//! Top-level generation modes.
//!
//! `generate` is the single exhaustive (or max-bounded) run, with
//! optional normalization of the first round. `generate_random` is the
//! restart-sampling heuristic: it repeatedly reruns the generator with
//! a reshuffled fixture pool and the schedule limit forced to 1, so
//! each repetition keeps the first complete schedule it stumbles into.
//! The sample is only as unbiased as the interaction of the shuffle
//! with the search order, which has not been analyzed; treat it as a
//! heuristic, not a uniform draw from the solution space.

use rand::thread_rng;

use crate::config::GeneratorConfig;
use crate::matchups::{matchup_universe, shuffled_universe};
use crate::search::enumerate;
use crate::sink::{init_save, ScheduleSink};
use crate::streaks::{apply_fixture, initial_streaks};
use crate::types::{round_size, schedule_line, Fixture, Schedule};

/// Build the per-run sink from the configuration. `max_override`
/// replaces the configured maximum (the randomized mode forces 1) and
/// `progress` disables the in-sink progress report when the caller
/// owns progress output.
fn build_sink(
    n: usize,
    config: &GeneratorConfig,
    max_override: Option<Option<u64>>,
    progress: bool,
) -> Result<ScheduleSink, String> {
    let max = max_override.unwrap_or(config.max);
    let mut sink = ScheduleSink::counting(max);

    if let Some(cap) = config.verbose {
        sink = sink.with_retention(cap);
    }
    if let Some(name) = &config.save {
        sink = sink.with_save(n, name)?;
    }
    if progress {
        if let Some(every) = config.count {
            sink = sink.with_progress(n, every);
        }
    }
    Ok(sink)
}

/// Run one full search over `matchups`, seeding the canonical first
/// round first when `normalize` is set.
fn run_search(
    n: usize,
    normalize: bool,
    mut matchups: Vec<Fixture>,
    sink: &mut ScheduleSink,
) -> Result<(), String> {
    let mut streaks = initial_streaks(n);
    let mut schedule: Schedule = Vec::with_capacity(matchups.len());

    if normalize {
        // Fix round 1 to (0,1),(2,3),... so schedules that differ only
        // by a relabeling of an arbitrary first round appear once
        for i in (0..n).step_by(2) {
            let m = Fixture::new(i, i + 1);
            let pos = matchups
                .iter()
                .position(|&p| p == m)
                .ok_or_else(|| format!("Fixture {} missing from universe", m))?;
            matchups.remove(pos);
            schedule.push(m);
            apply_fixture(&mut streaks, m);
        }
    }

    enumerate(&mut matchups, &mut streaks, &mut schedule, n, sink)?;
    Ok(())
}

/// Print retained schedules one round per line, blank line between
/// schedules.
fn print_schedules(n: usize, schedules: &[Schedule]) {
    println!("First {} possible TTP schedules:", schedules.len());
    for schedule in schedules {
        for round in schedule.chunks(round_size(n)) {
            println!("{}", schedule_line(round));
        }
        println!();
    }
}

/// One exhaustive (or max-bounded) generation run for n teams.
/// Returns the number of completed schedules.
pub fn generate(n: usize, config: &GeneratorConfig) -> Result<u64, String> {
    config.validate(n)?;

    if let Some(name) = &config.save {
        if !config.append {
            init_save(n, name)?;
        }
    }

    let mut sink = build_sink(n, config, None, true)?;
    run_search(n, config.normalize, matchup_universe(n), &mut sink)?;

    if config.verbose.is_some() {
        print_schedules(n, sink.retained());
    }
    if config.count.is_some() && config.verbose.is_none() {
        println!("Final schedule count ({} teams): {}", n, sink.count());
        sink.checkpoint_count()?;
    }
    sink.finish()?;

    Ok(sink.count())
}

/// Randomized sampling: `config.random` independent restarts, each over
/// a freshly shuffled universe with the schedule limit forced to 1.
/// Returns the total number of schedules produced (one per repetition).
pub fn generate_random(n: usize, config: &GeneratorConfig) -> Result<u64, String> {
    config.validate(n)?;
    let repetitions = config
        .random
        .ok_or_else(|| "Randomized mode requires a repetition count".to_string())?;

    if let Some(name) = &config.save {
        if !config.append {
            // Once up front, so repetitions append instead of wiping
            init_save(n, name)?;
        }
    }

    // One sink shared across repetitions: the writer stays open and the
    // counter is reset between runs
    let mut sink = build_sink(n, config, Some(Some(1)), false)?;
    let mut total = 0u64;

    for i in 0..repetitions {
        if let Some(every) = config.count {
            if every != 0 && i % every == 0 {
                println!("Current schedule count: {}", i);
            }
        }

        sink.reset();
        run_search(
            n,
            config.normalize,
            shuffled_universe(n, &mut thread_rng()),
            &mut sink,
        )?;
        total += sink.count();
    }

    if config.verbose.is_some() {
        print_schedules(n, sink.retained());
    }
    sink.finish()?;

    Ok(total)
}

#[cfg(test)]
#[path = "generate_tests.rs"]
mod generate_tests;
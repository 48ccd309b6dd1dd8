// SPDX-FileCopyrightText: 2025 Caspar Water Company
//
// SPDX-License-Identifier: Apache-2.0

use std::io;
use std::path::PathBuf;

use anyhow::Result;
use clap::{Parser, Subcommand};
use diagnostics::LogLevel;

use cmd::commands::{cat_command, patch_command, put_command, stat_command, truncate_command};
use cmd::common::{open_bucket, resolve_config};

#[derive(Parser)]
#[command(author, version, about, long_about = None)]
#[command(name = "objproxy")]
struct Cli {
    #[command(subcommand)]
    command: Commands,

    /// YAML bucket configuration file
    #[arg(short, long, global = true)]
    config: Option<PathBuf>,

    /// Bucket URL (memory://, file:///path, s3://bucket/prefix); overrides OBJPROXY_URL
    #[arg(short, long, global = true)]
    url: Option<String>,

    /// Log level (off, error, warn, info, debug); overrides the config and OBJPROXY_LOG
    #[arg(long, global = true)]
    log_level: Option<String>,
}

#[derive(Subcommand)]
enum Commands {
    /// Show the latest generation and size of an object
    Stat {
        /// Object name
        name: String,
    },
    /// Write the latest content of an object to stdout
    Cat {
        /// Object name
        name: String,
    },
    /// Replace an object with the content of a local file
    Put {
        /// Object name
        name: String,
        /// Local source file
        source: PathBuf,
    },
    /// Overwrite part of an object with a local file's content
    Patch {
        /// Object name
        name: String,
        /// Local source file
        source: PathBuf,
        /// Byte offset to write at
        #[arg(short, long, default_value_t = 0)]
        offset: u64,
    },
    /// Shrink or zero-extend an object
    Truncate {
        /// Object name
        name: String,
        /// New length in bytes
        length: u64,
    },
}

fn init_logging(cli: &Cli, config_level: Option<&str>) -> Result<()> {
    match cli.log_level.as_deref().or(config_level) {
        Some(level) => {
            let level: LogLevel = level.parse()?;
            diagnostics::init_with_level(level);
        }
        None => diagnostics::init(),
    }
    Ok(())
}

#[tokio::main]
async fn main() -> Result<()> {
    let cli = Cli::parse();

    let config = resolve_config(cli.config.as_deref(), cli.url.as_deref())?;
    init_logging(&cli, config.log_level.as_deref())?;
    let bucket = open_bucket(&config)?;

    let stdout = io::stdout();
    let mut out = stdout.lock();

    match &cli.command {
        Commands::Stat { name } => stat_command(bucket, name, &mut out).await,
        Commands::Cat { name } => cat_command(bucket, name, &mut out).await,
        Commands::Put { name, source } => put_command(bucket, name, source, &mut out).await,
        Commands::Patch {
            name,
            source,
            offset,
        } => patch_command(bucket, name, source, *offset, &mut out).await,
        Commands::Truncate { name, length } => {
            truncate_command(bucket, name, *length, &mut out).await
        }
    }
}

····················

- What the exercise asks -
Print exactly the lines of the listing above starting at the line containing "the canonical first" and ending at the line containing "that differ only", both included.

- Task output -
/// Run one full search over `matchups`, seeding the canonical first
/// round first when `normalize` is set.
fn run_search(
    n: usize,
    normalize: bool,
    mut matchups: Vec<Fixture>,
    sink: &mut ScheduleSink,
) -> Result<(), String> {
    let mut streaks = initial_streaks(n);
    let mut schedule: Schedule = Vec::with_capacity(matchups.len());

    if normalize {
        // Fix round 1 to (0,1),(2,3),... so schedules that differ only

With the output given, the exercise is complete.